According to the FAAC report which was released by the National Bureau of Statistics (NBS), a total sum of N616.20 billion was disbursed in May to the three tiers of government (i.e, Federal, States, and Local Governments).
Allocation Breakdown by Tiers: Out of the total N616.20 billion disbursed to the three tiers of government in May, the Federal Government received a total of N253.92 billion.
- Breakdown of FGN share revealed that the sum of N199.58 billion was disbursed to the consolidated revenue account.
- Also, N4.56 billion as a share of derivation and ecology; N2.28 billion as stabilization fund; N7.65 billion for the development of natural resources; and N5.44 billion to the Federal Capital Territory (FCT) Abuja.
- States received a total of N168.06 billion while Local Governments received N126.28 billion
- The sum of N46.35 billion was shared among the oil-producing states as 13% derivation fund.

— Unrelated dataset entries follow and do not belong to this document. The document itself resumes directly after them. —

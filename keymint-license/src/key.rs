//! License key derivation.
//!
//! A license key is a pure function of the identity attributes:
//!
//! 1. Seed: `username`, `version`, and the edition tag joined with `:`.
//! 2. PBKDF2-HMAC-SHA256 over the seed with a constant application-label
//!    salt, 100 000 rounds, 32-byte output.
//! 3. Standard base64 (padding kept as literal characters), regrouped into
//!    4-character segments joined by `-`.
//!
//! There is no random or time-varying component, so a key derived today
//! validates forever.

use crate::identity::Identity;
use base64::{Engine, engine::general_purpose::STANDARD as BASE64};
use pbkdf2::pbkdf2_hmac;
use sha2::Sha256;

/// Constant salt identifying this product's keyspace. Distinguishes keymint
/// keys from any other use of the same primitive.
const KEY_SALT: &[u8] = b"keymint/license/v1";

/// PBKDF2 round count. Slow by design.
const PBKDF2_ROUNDS: u32 = 100_000;

/// Raw derived key length in bytes (44 base64 characters, 11 display groups).
const KEY_LEN: usize = 32;

/// Display group width.
const GROUP_LEN: usize = 4;

/// Derives the canonical license key for an identity.
///
/// Total and deterministic: [`Identity`] construction already rejected
/// malformed input, so derivation itself cannot fail.
#[must_use]
pub fn derive_license_key(identity: &Identity) -> String {
    let seed = format!(
        "{}:{}:{}",
        identity.username(),
        identity.version(),
        identity.edition().tag()
    );

    let mut key = [0u8; KEY_LEN];
    pbkdf2_hmac::<Sha256>(seed.as_bytes(), KEY_SALT, PBKDF2_ROUNDS, &mut key);

    group(&BASE64.encode(key))
}

/// Regroups a character stream into dash-joined fixed-width segments.
fn group(s: &str) -> String {
    s.as_bytes()
        .chunks(GROUP_LEN)
        .map(|chunk| std::str::from_utf8(chunk).expect("base64 output is ASCII"))
        .collect::<Vec<_>>()
        .join("-")
}
//! PATH and known-directory installation probe.
//!
//! Cross-platform stand-in for platform-specific install probing: looks for
//! the product executable in a caller-supplied list of install directories,
//! then on `PATH`. Read-only; never touches the store.

use keymint_license::{DetectedInstall, Edition, InstallProbe};
use std::env;
use std::fs;
use std::path::{Path, PathBuf};

/// Probes for an installed product by executable name.
pub struct PathProbe {
    executable: String,
    known_dirs: Vec<PathBuf>,
}

impl PathProbe {
    /// Creates a probe looking for the given executable name.
    pub fn new(executable: impl Into<String>) -> Self {
        Self {
            executable: executable.into(),
            known_dirs: Vec::new(),
        }
    }

    /// Sets install directories to check before falling back to `PATH`.
    #[must_use]
    pub fn with_known_dirs(mut self, dirs: Vec<PathBuf>) -> Self {
        self.known_dirs = dirs;
        self
    }

    fn probe_known_dirs(&self) -> Option<DetectedInstall> {
        self.known_dirs
            .iter()
            .find(|dir| dir.join(&self.executable).is_file())
            .map(|dir| describe(dir, "known_paths"))
    }

    fn probe_path_env(&self) -> Option<DetectedInstall> {
        let path = env::var_os("PATH")?;
        env::split_paths(&path)
            .find(|dir| dir.join(&self.executable).is_file())
            .map(|dir| describe(&dir, "environment"))
    }
}

impl InstallProbe for PathProbe {
    fn detect(&self) -> Option<DetectedInstall> {
        self.probe_known_dirs().or_else(|| self.probe_path_env())
    }
}

fn describe(dir: &Path, method: &str) -> DetectedInstall {
    DetectedInstall {
        version: read_version(dir).unwrap_or_else(|| "unknown".to_string()),
        edition: guess_edition(dir),
        install_path: dir.to_path_buf(),
        method: method.to_string(),
    }
}

/// Reads a sibling `VERSION` file, the portable analog of executable
/// version metadata.
fn read_version(dir: &Path) -> Option<String> {
    fs::read_to_string(dir.join("VERSION"))
        .ok()
        .map(|s| s.trim().to_string())
        .filter(|s| !s.is_empty())
}

/// Home installs conventionally live under a directory naming the edition;
/// anything else is assumed professional.
fn guess_edition(dir: &Path) -> Edition {
    if dir.to_string_lossy().to_ascii_lowercase().contains("home") {
        Edition::Home
    } else {
        Edition::Professional
    }
}
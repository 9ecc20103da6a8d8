//! Shared test helpers for license tests.

#![allow(dead_code)]

use keymint_license::{Edition, Identity, LicenseRecord, LicenseStore, StorageLocation};
use tempfile::TempDir;

/// Standard test identity from the generation scenario.
pub fn john_doe() -> Identity {
    Identity::new("john_doe", "22.0", Edition::Professional).unwrap()
}

/// A second identity sharing nothing with `john_doe`.
pub fn jane_roe() -> Identity {
    Identity::new("jane_roe", "21.1", Edition::Home).unwrap()
}

/// Opens a store backed by a fresh temp directory. Keep the returned
/// `TempDir` alive for the duration of the test.
pub fn temp_store() -> (TempDir, LicenseStore) {
    let dir = tempfile::tempdir().unwrap();
    let store = LicenseStore::open(StorageLocation::new(dir.path().join("licenses.json")));
    (dir, store)
}

/// Issues a record for the given identity.
pub fn issue(identity: &Identity) -> LicenseRecord {
    LicenseRecord::issue(identity).unwrap()
}

/// Flips one character of a key, yielding a same-length mutated key.
pub fn mutate_key(key: &str) -> String {
    let mut chars: Vec<char> = key.chars().collect();
    chars[0] = if chars[0] == 'A' { 'B' } else { 'A' };
    chars.into_iter().collect()
}
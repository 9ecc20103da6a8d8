//! License key derivation, validation, and lifecycle store for keymint.
//!
//! This crate is the algorithmic core of the keymint key-generation tool:
//! - Deterministic license key derivation (PBKDF2-HMAC-SHA256 over identity attributes)
//! - Activation codes binding a license key to a username
//! - Tamper-rejecting validation by pure recomputation
//! - A JSON-backed multi-record store with add/list/remove semantics
//!
//! # Design Principles
//!
//! - **Determinism**: a license key is a pure function of
//!   `(username, version, edition)` plus a constant application label.
//!   What the engine derives, it validates, forever.
//! - **Validation without state**: the validator recomputes the expected key
//!   rather than looking it up; a stored record only contributes expiry state.
//! - **Append-only lifecycle**: records are created by generation, never
//!   mutated in place, and destroyed only by removal.
//!
//! # License Key Format
//!
//! 32 bytes of PBKDF2 output, standard base64 (the `+`/`/` alphabet, `=`
//! padding kept as literal characters), regrouped into 4-character segments
//! joined by `-`: 44 base64 characters, 11 display groups.

mod activation;
mod error;
mod identity;
mod key;
mod probe;
mod record;
mod store;
mod validate;

pub use activation::{ACTIVATION_CODE_LEN, activation_code};
pub use error::{LicenseError, LicenseResult};
pub use identity::{Edition, Identity};
pub use key::derive_license_key;
pub use probe::{DetectedInstall, InstallProbe};
pub use record::{LicenseRecord, LicenseStatus, VALIDITY_HORIZON_DAYS};
pub use store::{LicenseStore, StorageLocation};
pub use validate::{ValidationResult, validate};
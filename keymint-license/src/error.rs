//! Error types for the licensing core.

use thiserror::Error;

/// Licensing-specific errors.
///
/// A key mismatch is deliberately not represented here: validation returns a
/// negative [`crate::ValidationResult`] so callers branch on the outcome
/// instead of catching errors.
#[derive(Debug, Error)]
pub enum LicenseError {
    /// Username or product version failed validation.
    #[error("invalid identity: {0}")]
    InvalidIdentity(String),

    /// An activation-code argument was empty.
    #[error("invalid input: {0}")]
    InvalidInput(String),

    /// The store file could not be read, written, or parsed.
    #[error("license store error: {0}")]
    Store(String),

    /// Serialization error.
    #[error("serialization error: {0}")]
    Serialization(#[from] serde_json::Error),
}

/// Result type for license operations.
pub type LicenseResult<T> = Result<T, LicenseError>;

- Nigeria Customs Service (as one of the revenue-generating agencies) received N5.38 billion
- Federal Inland Revenue Service received N6.78 billion
- Department of Petroleum Resources (DPR) received N3.12 billion
Billions received by states: In May 2019, Delta State received the biggest allocation. The total amount the state received was N18.2 billion, followed closely by Akwa Ibom (N14.06 billion), and Rivers State (N12.2 billion). Other states with the biggest allocations received include;
- Bayelsa – 10.3 billion
- Lagos – N9.3 billion
- Kano – 6.3 billion
- Kaduna – N5.1 billion
- Edo – N5.1 billion
- Katsina – 4.8 billion
- Borno – N4.7 billion
States’ Over-reliance on FAAC: The monthly federal statutory allocation has been the driver of economic activities in most states in Nigeria. As seen in recent years, salaries of workers and other government recurrent expenditures are funded using the allocation that comes from the Federal Government.
What this implies, therefore, is that any slight depletion in the federation account will directly affect economic activities in most states; albeit in different magnitudes. With the decline in allocation for the month under review, this may further dampen economic activities.
Meanwhile, there are concerns as the rise in debts accruable to some states is seriously eating up the allocation to the said states. According to the NBS report, state governments paid the sum of N3.14 billion debt in just one month. Also, the recent debt report by the debt management office (DMO) shows that all the 36 states accrued domestic debt of N3.97 trillion or US$12.9 billion as of the end of March 2019.
The critical downside is that while debt is building up, only a few states in Nigeria have sufficient Internal Generated Revenue enough to spur economic activities without the government’s monthly allocation.